3. Hargai pengguna lain di internet dengan cara sederhana yaitu seperti :
a. Jangan biasakan menggunakan informasi secara sembarangan, misalnya plagiat.
b. Jangan berusaha untuk mengambil keuntungan secara ilegal dari Internet, misalkan melakukan kejahatan pencurian no kartu kredit
c. Jangan berusaha mengganggu privasi orang lain, dengan mencoba mencuri informasi yang sebenarnya terbatas
d. Jangan menggunakan huruf kapital terlalu banyak, karena menyerupai kegiatan teriak-teriak pada komunitas sesungguhnya.
e. Jangan flamming (memanas-manasi), trolling (keluar dari topik pembicaraan) ataupun junking (memasang post  yang tidak berguna) saat  berforum.(Sarwono & Bernarto, 2020)
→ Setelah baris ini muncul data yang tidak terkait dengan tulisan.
/// Groups `ColumnDependency` edges by target column name into `ColumnLineage`
/// values (spec.md §4.10 step 4): sources are concatenated in declaration
/// order (the `__CONSTANT__` sentinel is dropped, not carried into
/// `sources`), while `expression`/`expression_kind`/`confidence` are taken
/// from each group's first dependency. Aggregation flags OR across the
/// group. This is deliberately *not* `ColumnLineage::merge_from` -- that
/// method's 0.9 confidence penalty is for merging lineages from separate
/// statements/branches (spec.md §4.5), not for folding together the several
/// source columns a single computed expression reads.
pub fn group_into_lineages(deps: Vec<ColumnDependency>) -> Vec<crate::model::ColumnLineage> {
    let mut by_target: indexmap::IndexMap<String, crate::model::ColumnLineage> = indexmap::IndexMap::new();
    for dep in deps {
        let name = dep.target.column.clone();
        let entry = by_target.entry(name.clone()).or_insert_with(|| {
            let mut lineage = crate::model::ColumnLineage::new(name.clone(), dep.expr_kind);
            lineage.expression = dep.expression_text.clone();
            lineage.confidence = dep.confidence;
            lineage
        });
        if !dep.source.is_constant() {
            entry.add_sources([dep.source.clone()]);
        }
        entry.is_aggregate = entry.is_aggregate || dep.is_aggregate;
        entry.is_group_by = entry.is_group_by || dep.is_group_by;
        if entry.aggregate_function.is_none() {
            entry.aggregate_function = dep.aggregate_function;
        }
    }
    by_target.into_values().collect()
}

/// Merges UNION branches positionally: branch N's Kth dependency group
/// lines up with every other branch's Kth group by SELECT-list order.
fn merge_union_by_position(
    per_branch: Vec<Vec<ColumnDependency>>,
) -> Result<Vec<ColumnDependency>, LineageError> {
    let mut ordered_targets: Vec<String> = Vec::new();
    let mut seen = HashSet::new();
    for dep in &per_branch[0] {
        if seen.insert(dep.target.column.clone()) {
            ordered_targets.push(dep.target.column.clone());
        }
    }

    let mut merged = Vec::new();
    for (position, target_name) in ordered_targets.iter().enumerate() {
        let mut by_source: indexmap::IndexMap<String, ColumnDependency> = indexmap::IndexMap::new();
        let mut kind = ExpressionKind::Direct;
        for branch in &per_branch {
            let branch_targets: Vec<String> = {
                let mut seen = HashSet::new();
                let mut names = Vec::new();
                for dep in branch {
                    if seen.insert(dep.target.column.clone()) {
                        names.push(dep.target.column.clone());
                    }
                }
                names
            };
            let branch_target_name = branch_targets.get(position).cloned().unwrap_or_else(|| target_name.clone());
            for dep in branch.iter().filter(|d| d.target.column == branch_target_name) {
                kind = kind.merge_precedence(dep.expr_kind);
                by_source
                    .entry(dep.source.qualified_name())
                    .and_modify(|existing| {
                        existing.confidence = existing.confidence.min(dep.confidence);
                    })
                    .or_insert_with(|| dep.clone());
            }
        }
        for (_, mut dep) in by_source {
            dep.target = ColumnRef::output(target_name.clone());
            dep.expr_kind = kind;
            merged.push(dep);
        }
    }
    Ok(merged)
}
Adapun Pengertian dari Flamming, Trolling, Junking
1. Flamming
            Flaming adalah sebuah tindakan provokasi atau mengejek ataupun melakukan penghinaan terhadap seseorang atau sebuah komunitas yang menyinggung pengguna internet lain, yang dapat memicu pertengkaran di sosial media. Daerah yang paling umum di mana flaming terjadi adalah forum diskusi online, yang juga disebut buletin board.(Zhilina, 2019)
2. Trolling
Trolling adalah sebuah pesan atau komentar yang sering disalah gunakan oleh pengguna internet yang bertujuan untuk membangkitkan tanggapan emosional atau kemarahan dari pengguna lain, biasanya sering digunakan dalam debat-debat panas, memojokkan lawan diskusi bahkan untuk mereka yang tidak tahu etika dalam penggunaan Internet. istilah ini juga sering disalahgunakan untuk memojokkan lawan diskusi untuk debat debat panas dan sering juga disalahterapkan untuk mereka yang tidak perduli terhadap etika. Trolling sering di dekskripsikan sebagai versi online dari eksperimen pelanggaran, dimana batas-batas dan aturan etika diabaikan. Mereka yang mengaku sebagai troll sering memposisikan diri untuk menantang pendapat umum atau asumsi umum dari forum yang mereka ikuti, dengan tujuan untuk mengalihkan atau mengenalkan cara berpikir yang baru.(Kornilov, 2019)
3. Junking
Junking atau junk adalah kata-kata yang tidak berguna dan di posting kedalam sebuah media sosial. Terkadang pengguna internet menamakannya dengan spamming atau spam. Junking ini juga biasanya terjadi pada email yang sering disebut junk mail.(Volchik, Savko, & Maskaev, 2018)
Contoh kasus :
Contoh kasus dari etika internet ini misalnya link link spam yang sering beredar di facebook.kasus ini kebetulan adalah kasus saya sendiri  , pada saat itu saya sedang browsing internet dan membuka web Facebook. saya sedang chatting bersama teman saya lalu tiba tiba ada yang menge-chat . ia memberikan link dan berisikan pesan  “silahkan dibuka lucu banget loh” karena waktu itu saya ‘newbie’ jadi saya meng-klik link itu, dan ternyata isi link itu virus. seketika virus dari link itu masuk ke komputer saya dan langsung menyebar.adapun kasus yang sama , banyak orang-orang yang iseng memberi link yang berisikan pesan yang membuat orang penasaran. tetapi saat dibuka malah berisi situs porno.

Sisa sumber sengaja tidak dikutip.